The fields around the old track are resplendent with daffodils, and the playing field is dotted with the few tents of less fortunate people seeking comfort. The sun warms the slight breeze that brushes my hair, perhaps like the one that fluttered the feather in Dora’s small hat. I continue my walk, imagining the thundering hooves and the cheers and exhortations of crowds of men, a few women, and children. There are no crowds today, just carefully spaced individuals walking with small dogs on leashes.
My circumnavigation complete, I head home still imagining Dora, with luck collecting her winnings, and chatting to a few men who well know her profession and that of her “girls.” Perhaps they are here too, setting up appointments for celebrations after the race. There was no social distancing in the brothel.
I head home to await the words of another woman in charge, Dr. Bonnie Henry.
Dora’s (a.k.a. Maud Lord) Story
Excerpted: Victoria Unbuttoned
After things settled over at 27 Broughton Street Maud returned only to find more trouble was brewing as mentioned in the same newspaper chronicling her bad driving. A young man by the name of Porter had come to retrieve his seventeen-year-old sister from the brothel, claiming she had been seduced by a commercial traveller, but he found resistance from his sister who claimed she was “having too good a time”.5
Both incidents and the repeated mention of 27 Broughton Street put the police in a position of needing to be seen to be doing something. So, they did. In September, two days of systematic raids focussed first on View Street and then on Broughton and Douglas Streets. Police Chief Sheppard, two sergeants, and three constables divided up and each took different premises. Sheppard handled Maud Lord’s. In total they rounded up Lena Woodruff, Louisa Jones aka “the Countess”, and Maud as “keepers,” and Claude Hunt, Lizzie Wilson, Stella Elliott, Stella Blanchard, and Lizzie Murdoch as “inmates”

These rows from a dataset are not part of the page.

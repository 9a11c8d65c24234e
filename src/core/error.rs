//! Error taxonomy for the content store.

use std::path::PathBuf;

use thiserror::Error;

/// Underlying cause of an [`StoreError::Unavailable`]
pub type BoxError = Box<dyn std::error::Error + Send + Sync + 'static>;

/// Errors surfaced by store operations and startup seeding
#[derive(Debug, Error)]
pub enum StoreError {
    /// Appended text was empty after trimming
    #[error("No text provided")]
    InvalidInput,

    /// Storage could not be read or written
    #[error("Storage unavailable: {0}")]
    Unavailable(#[source] BoxError),

    /// Seed document missing or malformed (non-fatal at startup)
    #[error("Seed unreadable: {}: {reason}", path.display())]
    SeedUnreadable { path: PathBuf, reason: String },
}

impl StoreError {
    /// Storage failure described by a message rather than a lower-level error
    pub fn unavailable(message: impl Into<String>) -> Self {
        Self::Unavailable(message.into().into())
    }

    /// Whether the caller supplied bad input, as opposed to a storage fault
    pub fn is_client_error(&self) -> bool {
        matches!(self, Self::InvalidInput)
    }
}

impl From<rusqlite::Error> for StoreError {
    fn from(err: rusqlite::Error) -> Self {
        Self::Unavailable(Box::new(err))
    }
}

impl From<tokio::task::JoinError> for StoreError {
    fn from(err: tokio::task::JoinError) -> Self {
        Self::Unavailable(Box::new(err))
    }
}

impl From<std::io::Error> for StoreError {
    fn from(err: std::io::Error) -> Self {
        Self::Unavailable(Box::new(err))
    }
}
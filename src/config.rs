//! Configuration for tuck.
//!
//! Configuration sources (highest priority first):
//! 1. Command-line flags (applied by the CLI on top of this)
//! 2. Environment variables (TUCK_HOME, TUCK_DATABASE, TUCK_SEED, TUCK_BIND)
//! 3. Config file (.tuck/config.yaml)
//! 4. Defaults (~/.tuck)
//!
//! Config file discovery:
//! - Searches current directory and parents for .tuck/config.yaml
//! - Paths in config file are relative to the project root (parent of .tuck/)

use std::path::{Path, PathBuf};

use anyhow::{Context, Result};
use serde::Deserialize;

/// Default HTTP bind address
pub const DEFAULT_BIND: &str = "0.0.0.0:3000";

/// Raw config file schema (matches YAML structure)
#[derive(Debug, Clone, Deserialize)]
pub struct ConfigFile {
    pub version: String,
    #[serde(default)]
    pub paths: PathsConfig,
    #[serde(default)]
    pub server: Option<ServerConfig>,
}

#[derive(Debug, Clone, Default, Deserialize)]
pub struct PathsConfig {
    /// State directory
    pub home: Option<String>,
    /// SQLite database file
    pub database: Option<String>,
    /// Seed document consulted when the store is empty
    pub seed: Option<String>,
}

#[derive(Debug, Clone, Deserialize)]
pub struct ServerConfig {
    pub bind: Option<String>,
}

/// Resolved configuration
#[derive(Debug, Clone, PartialEq)]
pub struct ResolvedConfig {
    /// State directory
    pub home: PathBuf,
    /// SQLite database file
    pub database: PathBuf,
    /// Seed document
    pub seed: PathBuf,
    /// HTTP bind address
    pub bind: String,
    /// Path to config file (if found)
    pub config_file: Option<PathBuf>,
}

/// Find config file by searching `start` and its parents
fn find_config_file(start: &Path) -> Option<PathBuf> {
    let mut current = start.to_path_buf();

    loop {
        let config_path = current.join(".tuck").join("config.yaml");
        if config_path.exists() {
            return Some(config_path);
        }

        if !current.pop() {
            break;
        }
    }

    None
}

/// Load and parse config file
fn load_config_file(path: &Path) -> Result<ConfigFile> {
    let content = std::fs::read_to_string(path)
        .with_context(|| format!("Failed to read config file: {}", path.display()))?;

    serde_yaml::from_str(&content)
        .with_context(|| format!("Failed to parse config file: {}", path.display()))
}

/// Resolve a path that may be relative to `base`
fn resolve_path(base: &Path, path_str: &str) -> PathBuf {
    let path = PathBuf::from(path_str);
    if path.is_absolute() {
        path
    } else {
        base.join(path)
    }
}

/// Resolve configuration from an optional config file and an environment lookup
fn resolve(
    config_file: Option<PathBuf>,
    default_home: PathBuf,
    env: impl Fn(&str) -> Option<String>,
) -> Result<ResolvedConfig> {
    let file = match config_file {
        Some(ref path) => Some(load_config_file(path)?),
        None => None,
    };

    // Project root is the parent of .tuck/
    let base_dir = config_file
        .as_deref()
        .and_then(Path::parent)
        .and_then(Path::parent)
        .unwrap_or(Path::new("."))
        .to_path_buf();

    let paths = file.as_ref().map(|f| f.paths.clone()).unwrap_or_default();

    let home = if let Some(env_home) = env("TUCK_HOME") {
        PathBuf::from(env_home)
    } else if let Some(ref home) = paths.home {
        resolve_path(&base_dir, home)
    } else {
        default_home
    };

    let database = if let Some(env_db) = env("TUCK_DATABASE") {
        PathBuf::from(env_db)
    } else if let Some(ref db) = paths.database {
        resolve_path(&base_dir, db)
    } else {
        home.join("tuck.db")
    };

    let seed = if let Some(env_seed) = env("TUCK_SEED") {
        PathBuf::from(env_seed)
    } else if let Some(ref seed) = paths.seed {
        resolve_path(&base_dir, seed)
    } else {
        home.join("data.json")
    };

    let bind = env("TUCK_BIND")
        .or_else(|| {
            file.as_ref()
                .and_then(|f| f.server.as_ref())
                .and_then(|s| s.bind.clone())
        })
        .unwrap_or_else(|| DEFAULT_BIND.to_string());

    Ok(ResolvedConfig {
        home,
        database,
        seed,
        bind,
        config_file,
    })
}

/// Load configuration from all sources
pub fn load_config() -> Result<ResolvedConfig> {
    let default_home = dirs::home_dir()
        .context("Failed to determine home directory")?
        .join(".tuck");

    let cwd = std::env::current_dir().context("Failed to determine current directory")?;
    let config_file = find_config_file(&cwd);

    resolve(config_file, default_home, |key| std::env::var(key).ok())
}

#[cfg(test)]
mod tests {
    use super::*;
    use std::collections::HashMap;
    use std::io::Write;
    use tempfile::TempDir;

    fn no_env(_: &str) -> Option<String> {
        None
    }

    fn write_config(temp: &TempDir, body: &str) -> PathBuf {
        let tuck_dir = temp.path().join(".tuck");
        std::fs::create_dir_all(&tuck_dir).unwrap();

        let config_path = tuck_dir.join("config.yaml");
        let mut file = std::fs::File::create(&config_path).unwrap();
        writeln!(file, "{}", body).unwrap();
        config_path
    }

    #[test]
    fn test_defaults_without_file() {
        let config = resolve(None, PathBuf::from("/home/u/.tuck"), no_env).unwrap();

        assert_eq!(config.database, PathBuf::from("/home/u/.tuck/tuck.db"));
        assert_eq!(config.seed, PathBuf::from("/home/u/.tuck/data.json"));
        assert_eq!(config.bind, DEFAULT_BIND);
        assert!(config.config_file.is_none());
    }

    #[test]
    fn test_config_file_parsing() {
        let temp = TempDir::new().unwrap();
        let config_path = write_config(
            &temp,
            r#"
version: "1"
paths:
  database: data/tuck.db
  seed: /srv/seed.json
server:
  bind: 127.0.0.1:8080
"#,
        );

        let config = resolve(Some(config_path.clone()), PathBuf::from("/h"), no_env).unwrap();
        assert_eq!(config.database, temp.path().join("data/tuck.db"));
        assert_eq!(config.seed, PathBuf::from("/srv/seed.json"));
        assert_eq!(config.bind, "127.0.0.1:8080");
        assert_eq!(config.config_file, Some(config_path));
    }

    #[test]
    fn test_env_overrides_file() {
        let temp = TempDir::new().unwrap();
        let config_path = write_config(
            &temp,
            r#"
version: "1"
paths:
  home: state
server:
  bind: 127.0.0.1:8080
"#,
        );

        let env: HashMap<&str, &str> =
            [("TUCK_BIND", "0.0.0.0:9999"), ("TUCK_DATABASE", "/tmp/x.db")]
                .into_iter()
                .collect();

        let config = resolve(Some(config_path), PathBuf::from("/h"), |k| {
            env.get(k).map(|v| v.to_string())
        })
        .unwrap();

        assert_eq!(config.home, temp.path().join("state"));
        assert_eq!(config.database, PathBuf::from("/tmp/x.db"));
        assert_eq!(config.seed, temp.path().join("state").join("data.json"));
        assert_eq!(config.bind, "0.0.0.0:9999");
    }

    #[test]
    fn test_invalid_config_file_is_an_error() {
        let temp = TempDir::new().unwrap();
        let config_path = write_config(&temp, "paths: [not, a, map]");

        assert!(resolve(Some(config_path), PathBuf::from("/h"), no_env).is_err());
    }

    #[test]
    fn test_find_config_file_in_parent() {
        let temp = TempDir::new().unwrap();
        let config_path = write_config(&temp, "version: \"1\"");
        let nested = temp.path().join("a").join("b");
        std::fs::create_dir_all(&nested).unwrap();

        assert_eq!(find_config_file(&nested), Some(config_path));
    }

    #[test]
    fn test_resolve_relative_path() {
        let base = PathBuf::from("/home/user/project");

        assert_eq!(
            resolve_path(&base, "./subdir"),
            PathBuf::from("/home/user/project/./subdir")
        );
        assert_eq!(
            resolve_path(&base, "/absolute/path"),
            PathBuf::from("/absolute/path")
        );
    }
}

Lawyer Samuel Perry Mills appeared for all of them and the cases were tried at the same time. Mills was very clear and efficient in presenting his defense and helped set the unofficial ground rules for the future on issues such as when warrants must be issued and what evidence was needed to prove a house was being used for immoral purposes. Not one to mince words he added,
As to those who have complained about the places on View St., let me tell those church men that some of the owners of the property in question are men who attend that same church. Let us stamp this thing out, but let it be done in a manly way.